▸ PROBLEM TO SOLVE:
A word-for-word transcript of the closing lines is required: from the one with "let readers: Vec<_> = (0..8)" through the final line of the data.

▸ RECORDS SHOWN:
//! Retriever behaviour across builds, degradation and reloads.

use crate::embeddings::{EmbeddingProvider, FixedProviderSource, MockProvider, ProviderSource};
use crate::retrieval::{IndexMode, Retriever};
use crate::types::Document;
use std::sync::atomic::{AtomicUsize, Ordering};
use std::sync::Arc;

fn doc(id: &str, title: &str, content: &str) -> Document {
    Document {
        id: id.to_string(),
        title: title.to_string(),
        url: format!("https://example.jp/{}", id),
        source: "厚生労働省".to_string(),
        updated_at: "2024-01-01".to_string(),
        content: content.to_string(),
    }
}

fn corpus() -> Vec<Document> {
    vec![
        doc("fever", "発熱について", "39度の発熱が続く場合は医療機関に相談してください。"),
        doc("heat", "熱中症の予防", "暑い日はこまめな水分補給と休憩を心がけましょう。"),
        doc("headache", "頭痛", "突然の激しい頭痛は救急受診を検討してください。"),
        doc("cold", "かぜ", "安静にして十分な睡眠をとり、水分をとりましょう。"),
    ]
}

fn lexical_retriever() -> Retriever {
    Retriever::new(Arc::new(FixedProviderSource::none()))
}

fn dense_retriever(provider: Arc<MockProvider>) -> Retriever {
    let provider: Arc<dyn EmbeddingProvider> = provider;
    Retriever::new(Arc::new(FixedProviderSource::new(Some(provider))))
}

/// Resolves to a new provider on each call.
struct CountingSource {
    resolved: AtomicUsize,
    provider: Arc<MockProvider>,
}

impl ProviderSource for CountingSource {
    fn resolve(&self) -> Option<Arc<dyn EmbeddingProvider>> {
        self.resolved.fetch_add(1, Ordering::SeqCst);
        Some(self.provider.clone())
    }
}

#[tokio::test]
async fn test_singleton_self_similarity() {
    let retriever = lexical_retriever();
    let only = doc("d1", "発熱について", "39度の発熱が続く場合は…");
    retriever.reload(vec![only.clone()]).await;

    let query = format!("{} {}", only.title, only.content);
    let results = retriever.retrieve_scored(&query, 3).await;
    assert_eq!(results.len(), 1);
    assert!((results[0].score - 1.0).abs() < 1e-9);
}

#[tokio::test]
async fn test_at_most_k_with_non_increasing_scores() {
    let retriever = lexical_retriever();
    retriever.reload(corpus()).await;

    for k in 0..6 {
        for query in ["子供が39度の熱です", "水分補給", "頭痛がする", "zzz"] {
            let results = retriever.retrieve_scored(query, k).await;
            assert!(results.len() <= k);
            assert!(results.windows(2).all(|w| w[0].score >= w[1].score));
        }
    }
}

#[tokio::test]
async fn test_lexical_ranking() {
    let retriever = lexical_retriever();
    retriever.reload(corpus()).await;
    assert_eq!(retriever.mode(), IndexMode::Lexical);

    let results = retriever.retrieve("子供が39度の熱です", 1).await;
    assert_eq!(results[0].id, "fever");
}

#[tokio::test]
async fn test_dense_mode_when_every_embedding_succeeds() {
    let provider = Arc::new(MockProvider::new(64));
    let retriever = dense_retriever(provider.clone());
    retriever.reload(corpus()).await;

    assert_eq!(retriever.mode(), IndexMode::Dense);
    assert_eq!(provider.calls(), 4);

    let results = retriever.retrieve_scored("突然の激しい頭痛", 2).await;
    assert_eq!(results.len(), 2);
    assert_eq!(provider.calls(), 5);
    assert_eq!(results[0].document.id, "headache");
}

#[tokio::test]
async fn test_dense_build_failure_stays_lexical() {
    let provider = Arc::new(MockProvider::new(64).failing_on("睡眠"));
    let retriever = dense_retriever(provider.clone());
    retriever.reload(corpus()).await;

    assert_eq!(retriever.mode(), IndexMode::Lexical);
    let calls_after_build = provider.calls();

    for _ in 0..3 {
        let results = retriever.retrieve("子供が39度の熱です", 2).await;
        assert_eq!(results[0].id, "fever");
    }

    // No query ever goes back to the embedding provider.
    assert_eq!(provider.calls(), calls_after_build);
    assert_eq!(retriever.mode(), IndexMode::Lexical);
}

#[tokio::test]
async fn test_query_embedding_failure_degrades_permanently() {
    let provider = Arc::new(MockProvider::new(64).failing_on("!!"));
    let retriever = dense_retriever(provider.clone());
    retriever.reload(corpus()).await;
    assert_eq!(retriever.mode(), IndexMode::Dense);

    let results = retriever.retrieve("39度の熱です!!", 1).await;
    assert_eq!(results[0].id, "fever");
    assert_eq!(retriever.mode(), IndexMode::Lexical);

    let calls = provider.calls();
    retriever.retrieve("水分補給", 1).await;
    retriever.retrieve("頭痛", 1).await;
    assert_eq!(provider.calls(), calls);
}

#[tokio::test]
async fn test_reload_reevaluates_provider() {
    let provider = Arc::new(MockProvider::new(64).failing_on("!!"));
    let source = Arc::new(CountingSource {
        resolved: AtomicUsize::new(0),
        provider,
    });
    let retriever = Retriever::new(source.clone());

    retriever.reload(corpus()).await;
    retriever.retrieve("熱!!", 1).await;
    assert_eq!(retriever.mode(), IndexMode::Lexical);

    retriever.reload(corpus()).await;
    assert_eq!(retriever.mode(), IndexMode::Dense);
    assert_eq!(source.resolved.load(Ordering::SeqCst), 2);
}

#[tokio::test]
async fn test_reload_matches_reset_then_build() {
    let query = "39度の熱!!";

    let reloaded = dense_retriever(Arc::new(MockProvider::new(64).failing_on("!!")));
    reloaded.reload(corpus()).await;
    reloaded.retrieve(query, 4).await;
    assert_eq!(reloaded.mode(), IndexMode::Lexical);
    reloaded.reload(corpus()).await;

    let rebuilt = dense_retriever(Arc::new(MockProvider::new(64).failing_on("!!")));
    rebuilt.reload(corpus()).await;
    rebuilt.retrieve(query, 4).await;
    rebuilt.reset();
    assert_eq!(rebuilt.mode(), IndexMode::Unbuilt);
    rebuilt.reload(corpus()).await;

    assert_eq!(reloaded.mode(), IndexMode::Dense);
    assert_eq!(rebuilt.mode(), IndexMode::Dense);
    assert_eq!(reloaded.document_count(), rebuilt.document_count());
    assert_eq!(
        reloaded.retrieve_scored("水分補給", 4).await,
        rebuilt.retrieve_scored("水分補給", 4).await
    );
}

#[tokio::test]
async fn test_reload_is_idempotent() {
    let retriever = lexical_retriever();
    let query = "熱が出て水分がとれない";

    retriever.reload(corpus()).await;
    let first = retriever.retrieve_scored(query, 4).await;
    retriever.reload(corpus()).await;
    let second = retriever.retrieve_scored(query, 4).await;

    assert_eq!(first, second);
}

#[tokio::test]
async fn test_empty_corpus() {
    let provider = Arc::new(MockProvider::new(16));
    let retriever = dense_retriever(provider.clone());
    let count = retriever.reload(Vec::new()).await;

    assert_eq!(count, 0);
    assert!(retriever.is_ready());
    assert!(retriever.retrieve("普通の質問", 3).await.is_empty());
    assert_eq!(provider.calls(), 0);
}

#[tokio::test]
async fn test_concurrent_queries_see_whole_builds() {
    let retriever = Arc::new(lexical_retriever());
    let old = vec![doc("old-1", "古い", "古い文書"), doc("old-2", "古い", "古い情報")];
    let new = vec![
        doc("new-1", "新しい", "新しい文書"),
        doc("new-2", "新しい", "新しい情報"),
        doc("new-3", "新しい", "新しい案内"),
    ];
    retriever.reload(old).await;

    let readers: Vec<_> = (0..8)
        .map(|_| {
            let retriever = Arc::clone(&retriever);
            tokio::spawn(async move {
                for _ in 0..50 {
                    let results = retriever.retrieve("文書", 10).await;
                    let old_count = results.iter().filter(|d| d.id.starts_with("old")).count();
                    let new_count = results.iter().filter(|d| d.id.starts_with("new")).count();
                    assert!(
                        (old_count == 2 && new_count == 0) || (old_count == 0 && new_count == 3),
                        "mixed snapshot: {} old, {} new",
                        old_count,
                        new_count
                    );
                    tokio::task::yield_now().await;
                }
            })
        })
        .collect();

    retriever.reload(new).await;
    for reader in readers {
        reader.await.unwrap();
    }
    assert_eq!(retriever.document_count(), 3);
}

▸ SOLUTION BELOW:
    let readers: Vec<_> = (0..8)
        .map(|_| {
            let retriever = Arc::clone(&retriever);
            tokio::spawn(async move {
                for _ in 0..50 {
                    let results = retriever.retrieve("文書", 10).await;
                    let old_count = results.iter().filter(|d| d.id.starts_with("old")).count();
                    let new_count = results.iter().filter(|d| d.id.starts_with("new")).count();
                    assert!(
                        (old_count == 2 && new_count == 0) || (old_count == 0 && new_count == 3),
                        "mixed snapshot: {} old, {} new",
                        old_count,
                        new_count
                    );
                    tokio::task::yield_now().await;
                }
            })
        })
        .collect();

    retriever.reload(new).await;
    for reader in readers {
        reader.await.unwrap();
    }
    assert_eq!(retriever.document_count(), 3);
}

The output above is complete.